**Input data**
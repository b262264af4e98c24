use tracing::trace;

use super::program::{Instruction, Opcode, Program};
use crate::types::Address;

/// Builds a [`Program`] one instruction at a time.
///
/// Forward jumps are emitted with a placeholder operand and back-patched once
/// the target address is known:
///
/// ```text
/// let jmf = gen.emit(Opcode::JumpIfFalse, "?");
/// ... then-branch ...
/// gen.patch(jmf, gen.next_address());
/// ```
#[derive(Debug, Default)]
pub struct CodeGenerator {
    program: Program,
}

impl CodeGenerator {
    pub fn new() -> Self {
        Self::default()
    }

    /// Appends an instruction and returns the address it was given.
    pub fn emit(&mut self, opcode: Opcode, operand: impl ToString) -> Address {
        let address = self.next_address();
        let instruction = Instruction::new(address, opcode, operand.to_string());

        trace!(%instruction, "emit");
        self.program.instructions.push(instruction);
        address
    }

    /// Address the next [`emit`](Self::emit) will return.
    pub fn next_address(&self) -> Address {
        self.program.len() + 1
    }

    /// Replaces the operand at `address`. Addresses outside the program are
    /// ignored.
    pub fn patch(&mut self, address: Address, operand: impl ToString) {
        let instruction = address
            .checked_sub(1)
            .and_then(|index| self.program.instructions.get_mut(index));

        match instruction {
            Some(instruction) => {
                instruction.set_operand(operand.to_string());
                trace!(%instruction, "patch");
            }
            None => trace!(address, "patch outside program ignored"),
        }
    }

    pub fn program(&self) -> &Program {
        &self.program
    }

    pub fn listing(&self) -> String {
        self.program.listing()
    }

    pub fn finish(self) -> Program {
        self.program
    }
}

**Work instruction**
Going through the material, count each line that carries the word "ToString", and output only that count.

**Response box**
2